Let me give you a practical example for pastors. When something happens in the church what do we do? Consider the following situations: there are increases in marital counseling cases; there is a growing group of people who are vociferously not on-board with the church’s direction; financial giving is down; there are a lack of perspective leaders; people are nodding off during the preaching; people are becoming critical of the preaching.

In each of these circumstances the pastor is in something of a jam. In some cases the count is 3-0 with the bases loaded and in other cases, it is simply 2-0 in the 8th inning; but he nevertheless finds himself needing to throw a strike. Now, what does he do? Let me tell you what I too often do. To my shame I try to think and work my way out. This reveals what my money pitch is. If there are issues I will go to the whiteboard, think it out, and then come up with a plan. So, you see my money pitch, it is my ability to do or fix things.

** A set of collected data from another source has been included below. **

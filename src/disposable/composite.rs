use std::{
  fmt,
  sync::{
    atomic::{AtomicBool, Ordering},
    Mutex,
  },
};

use smallvec::SmallVec;

use super::{BoxedDisposable, Disposable};
use crate::util::lock_recover;

/// A keyed set of disposables disposed together.
///
/// Members are tracked by the key returned from [`add`](Self::add), so an
/// operator can drop a single finished member without touching the others.
/// Member `dispose` calls always run outside the internal lock.
pub struct CompositeDisposable {
  disposed: AtomicBool,
  members: Mutex<Members>,
}

#[derive(Default)]
struct Members {
  next_key: usize,
  items: SmallVec<[(usize, BoxedDisposable); 4]>,
}

impl CompositeDisposable {
  pub fn new() -> Self { Self { disposed: AtomicBool::new(false), members: Mutex::default() } }

  /// Adds `d` and returns its key, or disposes `d` and returns `None` when the
  /// composite is already disposed.
  pub fn add(&self, d: BoxedDisposable) -> Option<usize> {
    if !self.is_disposed() {
      let mut members = lock_recover(&self.members);
      // Re-checked under the lock: `dispose` flips the flag before draining.
      if !self.is_disposed() {
        let key = members.next_key;
        members.next_key += 1;
        members.items.push((key, d));
        return Some(key);
      }
    }
    d.dispose();
    None
  }

  /// Removes the member and disposes it.
  pub fn remove(&self, key: usize) -> bool {
    match self.delete(key) {
      Some(d) => {
        d.dispose();
        true
      }
      None => false,
    }
  }

  /// Removes the member without disposing it.
  pub fn delete(&self, key: usize) -> Option<BoxedDisposable> {
    let mut members = lock_recover(&self.members);
    let pos = members.items.iter().position(|(k, _)| *k == key)?;
    Some(members.items.remove(pos).1)
  }

  /// Disposes every current member but keeps accepting new ones.
  pub fn clear(&self) {
    let drained = std::mem::take(&mut lock_recover(&self.members).items);
    drained.into_iter().for_each(|(_, d)| d.dispose());
  }

  pub fn len(&self) -> usize { lock_recover(&self.members).items.len() }

  pub fn is_empty(&self) -> bool { self.len() == 0 }
}

impl Default for CompositeDisposable {
  fn default() -> Self { Self::new() }
}

impl Disposable for CompositeDisposable {
  fn dispose(&self) {
    if self.disposed.swap(true, Ordering::AcqRel) {
      return;
    }
    let drained = std::mem::take(&mut lock_recover(&self.members).items);
    drained.into_iter().for_each(|(_, d)| d.dispose());
  }

  #[inline]
  fn is_disposed(&self) -> bool { self.disposed.load(Ordering::Acquire) }
}

impl fmt::Debug for CompositeDisposable {
  fn fmt(&self, f: &mut fmt::Formatter<'_>) -> fmt::Result {
    f.debug_struct("CompositeDisposable")
      .field("disposed", &self.is_disposed())
      .field("len", &self.len())
      .finish()
  }
}
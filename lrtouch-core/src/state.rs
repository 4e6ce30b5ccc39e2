/// States of the trial runner
#[derive(Copy, Debug, Clone, PartialEq, Eq)]
pub enum TrialState {
    Idle,
    Presenting,
    FeedbackCorrect,
    FeedbackIncorrect,
    Complete,
}

impl Default for TrialState {
    fn default() -> Self {
        TrialState::Idle
    }
}

impl TrialState {
    /// Only a visible trial takes responses; feedback screens swallow input.
    pub fn accepts_response(&self) -> bool {
        matches!(self, Self::Presenting)
    }

    pub fn is_feedback(&self) -> bool {
        matches!(self, Self::FeedbackCorrect | Self::FeedbackIncorrect)
    }

    /// Feedback and completion screens sit over the trial until taken down.
    pub fn shows_overlay(&self) -> bool {
        self.is_feedback() || self.is_complete()
    }

    pub fn is_complete(&self) -> bool {
        matches!(self, Self::Complete)
    }
}
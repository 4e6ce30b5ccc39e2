use std::fmt;
use std::str::FromStr;

use lrtouch_catalog::Atom;
use serde::{Deserialize, Serialize};
use thiserror::Error;

use crate::trial::Trial;

#[derive(Debug, Clone, Copy, PartialEq, Eq, Hash, Serialize, Deserialize)]
#[serde(rename_all = "lowercase")]
pub enum Side {
    Left,
    Right,
}

impl Side {
    pub fn as_str(&self) -> &'static str {
        match self {
            Side::Left => "left",
            Side::Right => "right",
        }
    }
}

/// A single touch on the trial surface.
///
/// `Outside` is any touch that missed both choice regions.
#[derive(Debug, Clone, Copy, PartialEq, Eq, Hash, Serialize, Deserialize)]
#[serde(rename_all = "lowercase")]
pub enum Response {
    Left,
    Right,
    Outside,
}

impl Response {
    pub fn side(&self) -> Option<Side> {
        match self {
            Response::Left => Some(Side::Left),
            Response::Right => Some(Side::Right),
            Response::Outside => None,
        }
    }

    pub fn as_str(&self) -> &'static str {
        match self {
            Response::Left => "left",
            Response::Right => "right",
            Response::Outside => "outside",
        }
    }
}

impl From<Side> for Response {
    fn from(side: Side) -> Self {
        match side {
            Side::Left => Response::Left,
            Side::Right => Response::Right,
        }
    }
}

impl fmt::Display for Response {
    fn fmt(&self, f: &mut fmt::Formatter<'_>) -> fmt::Result {
        f.write_str(self.as_str())
    }
}

#[derive(Debug, Clone, PartialEq, Eq, Error)]
#[error("unrecognised response {0:?} (expected left, right or outside)")]
pub struct ParseResponseError(pub String);

impl FromStr for Response {
    type Err = ParseResponseError;

    fn from_str(s: &str) -> Result<Self, Self::Err> {
        match s.trim().to_ascii_lowercase().as_str() {
            "l" | "left" => Ok(Response::Left),
            "r" | "right" => Ok(Response::Right),
            "o" | "outside" => Ok(Response::Outside),
            other => Err(ParseResponseError(other.to_string())),
        }
    }
}

/// Left/right placement of a trial's two images for one presentation
#[derive(Debug, Clone, PartialEq, Eq)]
pub struct Layout {
    pub left: Atom,
    pub right: Atom,
    pub correct_side: Side,
}

impl Layout {
    /// Place the target on the left when `target_left` is set, otherwise on the right.
    pub fn arrange(trial: &Trial, target_left: bool) -> Self {
        if target_left {
            Self {
                left: trial.target.clone(),
                right: trial.distractor.clone(),
                correct_side: Side::Left,
            }
        } else {
            Self {
                left: trial.distractor.clone(),
                right: trial.target.clone(),
                correct_side: Side::Right,
            }
        }
    }

    pub fn image_on(&self, side: Side) -> &Atom {
        match side {
            Side::Left => &self.left,
            Side::Right => &self.right,
        }
    }

    /// `Outside` never matches, whatever the correct side is.
    pub fn is_correct(&self, response: Response) -> bool {
        response.side() == Some(self.correct_side)
    }
}

#[cfg(test)]
mod tests {
    use super::*;
    use lrtouch_catalog::ImageCatalog;

    fn cat_dog() -> Trial {
        let mut catalog = ImageCatalog::default();
        Trial::new("cat", "dog", &mut catalog).unwrap()
    }

    #[test]
    fn arrange_places_target_on_requested_side() {
        let trial = cat_dog();

        let left = Layout::arrange(&trial, true);
        assert_eq!(&*left.left, "cat");
        assert_eq!(&*left.right, "dog");
        assert_eq!(left.correct_side, Side::Left);

        let right = Layout::arrange(&trial, false);
        assert_eq!(&*right.left, "dog");
        assert_eq!(&*right.right, "cat");
        assert_eq!(right.correct_side, Side::Right);
        assert_eq!(right.image_on(right.correct_side), &trial.target);
    }

    #[test]
    fn outside_is_never_correct() {
        let trial = cat_dog();
        for target_left in [true, false] {
            let layout = Layout::arrange(&trial, target_left);
            assert!(!layout.is_correct(Response::Outside));
            assert!(layout.is_correct(layout.correct_side.into()));
        }
    }

    #[test]
    fn parse_responses() {
        assert_eq!("L".parse::<Response>(), Ok(Response::Left));
        assert_eq!(" right ".parse::<Response>(), Ok(Response::Right));
        assert_eq!("outside".parse::<Response>(), Ok(Response::Outside));
        assert!("up".parse::<Response>().is_err());
        assert_eq!(Response::Outside.to_string(), "outside");
    }
}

The trouble here is obvious: I have forgotten that I am weak. What’s more, I have forgotten that God is strong. The go-to pitch, that is the most effective means we have for bringing God-exaliting change in our lives and our churches is prayer. How about that? We have a God who is all-powerful and loving and good and he bids us to pray—especially when in need:

“Let us then with confidence draw near to the throne of grace, that we may receive mercy and find grace to help in time of need.” (Hebrews 4:16)

We have the answer right here! Why do we mess around with spiritual “change-ups” and “knuckleballs” when God has given us a 100-mph fastball?!

I’ll tell you why: it is because we have too much confidence in ourselves and not enough confidence in God. We think we got it just fine. What pride.

Another pastoral example, we pastors will spend a lot of time pouring over commentaries, looking for illustrations, and crafting sentences, while spending a comparatively small time in prayer for the preparation, delivery and reception of the sermon. What does this reveal? It reveals that we believe that prayer is not as important or effective as the other items. But the Bible, on the other hand, bids us to pray continually (Col. 4:2; 1 Thes 5:17), fervently (James 5:17), and confidently (Heb. 4:16). It is prayer that God calls us to. And this prayer is not instead of study but along with our study. We give ourselves to what we think will work. Sadly, our lack of praying is a referendum on view of its effectiveness.

If you are a Christian, remember to devote yourself to prayer (Col. 4:2) above anything else, it is this that God has called you to. It must be our favorite “pitch” if you will—and not only when we get into jams, but even when we are doing well. Prayer is a great and effective privilege.